[Assignment]: Find how many lines in the data below include the word "NewChatEntry", then write only that number.

[Excerpted data]:
%%

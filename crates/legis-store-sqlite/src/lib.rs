//! SQLite backend for the bill store.
//!
//! Wraps [`tokio_rusqlite`] so all database access runs on a dedicated thread
//! without blocking the async runtime.

mod encode;
mod schema;
mod store;

pub mod error;

pub use error::{Error, Result};
pub use store::SqliteStore;

#[cfg(test)]
mod tests;
//! Error type for `legis-sources`.

use reqwest::StatusCode;
use thiserror::Error;

#[derive(Debug, Error)]
pub enum Error {
  /// The remote answered `429 Too Many Requests`.
  #[error("rate limited by {url}")]
  RateLimited { url: String },

  #[error("{url} returned {status}")]
  Status { url: String, status: StatusCode },

  #[error("http error: {0}")]
  Http(#[from] reqwest::Error),

  #[error("missing credential: {0}")]
  MissingCredential(&'static str),

  #[error("model returned no text")]
  EmptyCompletion,
}

impl Error {
  pub fn is_rate_limited(&self) -> bool {
    matches!(self, Error::RateLimited { .. })
  }

  pub fn is_not_found(&self) -> bool {
    matches!(self, Error::Status { status, .. } if *status == StatusCode::NOT_FOUND)
  }
}

pub type Result<T, E = Error> = std::result::Result<T, E>;

/// Map a non-success status to an [`Error`].
pub(crate) fn check_status(url: &str, status: StatusCode) -> Result<()> {
  if status == StatusCode::TOO_MANY_REQUESTS {
    return Err(Error::RateLimited { url: url.to_owned() });
  }
  if !status.is_success() {
    return Err(Error::Status { url: url.to_owned(), status });
  }
  Ok(())
}
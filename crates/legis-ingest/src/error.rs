//! Error type for `legis-ingest`.

use thiserror::Error;

#[derive(Debug, Error)]
pub enum Error {
  #[error(transparent)]
  Core(#[from] legis_core::Error),

  #[error("bill source error: {0}")]
  Source(#[from] legis_sources::Error),

  #[error("store error: {0}")]
  Store(#[source] Box<dyn std::error::Error + Send + Sync>),
}

impl Error {
  pub(crate) fn store(e: impl std::error::Error + Send + Sync + 'static) -> Self {
    Error::Store(Box::new(e))
  }
}

pub type Result<T, E = Error> = std::result::Result<T, E>;
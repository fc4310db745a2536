//! Bill types: the unit of data flowing from the bill source into the store.
//!
//! [`BillDetails`] holds everything derived from the source API and is
//! overwritten wholesale on every ingestion pass. [`Bill`] is the persisted
//! record: the details plus the fields the store accumulates over time
//! (summary, analysis text, keywords).

use chrono::{DateTime, Utc};
use serde::{Deserialize, Serialize};

use crate::{Error, Result};

/// Placeholder abstract used when the source provides none.
pub const NO_ABSTRACT: &str = "No abstract available";

// ─── Source-derived parts ────────────────────────────────────────────────────

/// The governing body a bill belongs to.
#[derive(Debug, Clone, Default, PartialEq, Eq, Serialize, Deserialize)]
pub struct Jurisdiction {
  pub name: String,
  pub id:   String,
}

/// A legislator or committee sponsoring a bill.
#[derive(Debug, Clone, Default, PartialEq, Eq, Serialize, Deserialize)]
pub struct Sponsor {
  pub name: String,
  pub id:   String,
}

/// A legislative action taken on a bill.
#[derive(Debug, Clone, Default, PartialEq, Eq, Serialize, Deserialize)]
pub struct Action {
  pub date:           String,
  pub description:    String,
  #[serde(default)]
  pub classification: Vec<String>,
}

#[derive(Debug, Clone, Default, PartialEq, Eq, Serialize, Deserialize)]
pub struct Document {
  pub url:  String,
  pub note: String,
}

#[derive(Debug, Clone, Copy, Default, PartialEq, Eq, Serialize, Deserialize)]
pub struct VoteCounts {
  pub yes:     u32,
  pub no:      u32,
  pub abstain: u32,
}

#[derive(Debug, Clone, Default, PartialEq, Eq, Serialize, Deserialize)]
pub struct Vote {
  pub date:   String,
  pub result: String,
  #[serde(default)]
  pub counts: VoteCounts,
}

/// One published text of a bill.
#[derive(Debug, Clone, Default, PartialEq, Eq, Serialize, Deserialize)]
pub struct Version {
  pub url:  String,
  pub note: String,
  #[serde(default, skip_serializing_if = "Option::is_none")]
  pub date: Option<String>,
}

/// Pick the version whose text should be treated as current.
///
/// When the first version carries a date, the latest date wins and ties keep
/// the earliest-listed version. Otherwise the first listed version is used.
pub fn latest_version(versions: &[Version]) -> Option<&Version> {
  let first = versions.first()?;
  if first.date.is_none() {
    return Some(first);
  }

  let date_of = |v: &Version| v.date.clone().unwrap_or_default();
  Some(versions.iter().skip(1).fold(first, |best, v| {
    if date_of(v) > date_of(best) { v } else { best }
  }))
}

// ─── Bill ────────────────────────────────────────────────────────────────────

/// Every field of a bill that is derived from the bill source.
#[derive(Debug, Clone, Default, PartialEq, Eq, Serialize, Deserialize)]
pub struct BillDetails {
  pub id:              String,
  pub title:           String,
  pub identifier:      String,
  #[serde(default)]
  pub classification:  Vec<String>,
  #[serde(default)]
  pub subject:         Vec<String>,
  #[serde(rename = "abstract")]
  pub abstract_text:   String,
  pub session:         String,
  pub jurisdiction:    Jurisdiction,
  pub primary_sponsor: Option<Sponsor>,
  #[serde(default)]
  pub actions:         Vec<Action>,
  #[serde(default)]
  pub documents:       Vec<Document>,
  #[serde(default)]
  pub votes:           Vec<Vote>,
  #[serde(default)]
  pub versions:        Vec<Version>,
}

/// A bill as stored, with the fields accumulated by analysis.
#[derive(Debug, Clone, PartialEq, Eq, Serialize, Deserialize)]
pub struct Bill {
  #[serde(flatten)]
  pub details:     BillDetails,
  /// Set by the store on every upsert.
  pub updated_at:  DateTime<Utc>,
  pub summary:     Option<String>,
  pub ai_analysis: Option<String>,
  #[serde(default)]
  pub keywords:    Vec<String>,
}

impl Bill {
  /// Wrap details that were never persisted (e.g. a live source response).
  pub fn unsaved(details: BillDetails) -> Self {
    Self {
      details,
      updated_at: Utc::now(),
      summary: None,
      ai_analysis: None,
      keywords: Vec::new(),
    }
  }

  pub fn id(&self) -> &str { &self.details.id }

  pub fn title(&self) -> &str { &self.details.title }
}

// ─── Analysis ────────────────────────────────────────────────────────────────

/// A generated summary plus extracted keywords for one bill.
#[derive(Debug, Clone, Default, PartialEq, Eq, Serialize, Deserialize)]
pub struct Analysis {
  pub summary:  String,
  pub keywords: Vec<String>,
}

/// A keyword label shared between bills.
#[derive(Debug, Clone, PartialEq, Eq, Serialize, Deserialize)]
pub struct Keyword {
  pub id:   i64,
  pub name: String,
}

// ─── Chat history ────────────────────────────────────────────────────────────

/// Input for [`BillStore::record_chat`](crate::store::BillStore::record_chat).
#[derive(Debug, Clone)]
pub struct NewChatEntry {
  pub bill_id:  String,
  pub question: String,
  pub answer:   String,
}

impl NewChatEntry {
  pub fn new(
    bill_id: impl Into<String>,
    question: impl Into<String>,
    answer: impl Into<String>,
  ) -> Result<Self> {
    let entry = Self {
      bill_id:  bill_id.into(),
      question: question.into(),
      answer:   answer.into(),
    };
    if entry.bill_id.trim().is_empty() {
      return Err(Error::InvalidInput("chat entry needs a bill id".into()));
    }
    Ok(entry)
  }
}

/// An append-only record of a question asked about a bill.
#[derive(Debug, Clone, Serialize, Deserialize)]
pub struct ChatEntry {
  pub id:         i64,
  pub bill_id:    String,
  pub question:   String,
  pub answer:     String,
  pub created_at: DateTime<Utc>,
}
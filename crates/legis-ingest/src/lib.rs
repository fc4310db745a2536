//! The bill ingestion pipeline.
//!
//! [`Pipeline::ingest`] pages through an OpenStates search, persists every
//! bill it finds and optionally enriches each one with a model-written
//! summary and keywords. [`Pipeline::process_one`] does the per-bill work.

pub mod error;
pub mod pipeline;
pub mod retry;

pub use error::{Error, Result};
pub use pipeline::{
  AnalysisOutcome, IngestOptions, IngestSummary, Pipeline, ProcessOutcome,
  apply_abstract_fallback,
};
pub use retry::RetryPolicy;
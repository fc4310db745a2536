//! Error type for `legis-store-sqlite`.

use thiserror::Error;

#[derive(Debug, Error)]
pub enum Error {
  #[error("core error: {0}")]
  Core(#[from] legis_core::Error),

  #[error("database error: {0}")]
  Database(#[from] tokio_rusqlite::Error),

  #[error("json error: {0}")]
  Json(#[from] serde_json::Error),

  #[error("date/time parse error: {0}")]
  DateParse(String),
}

pub type Result<T, E = Error> = std::result::Result<T, E>;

%%

[Result]: 2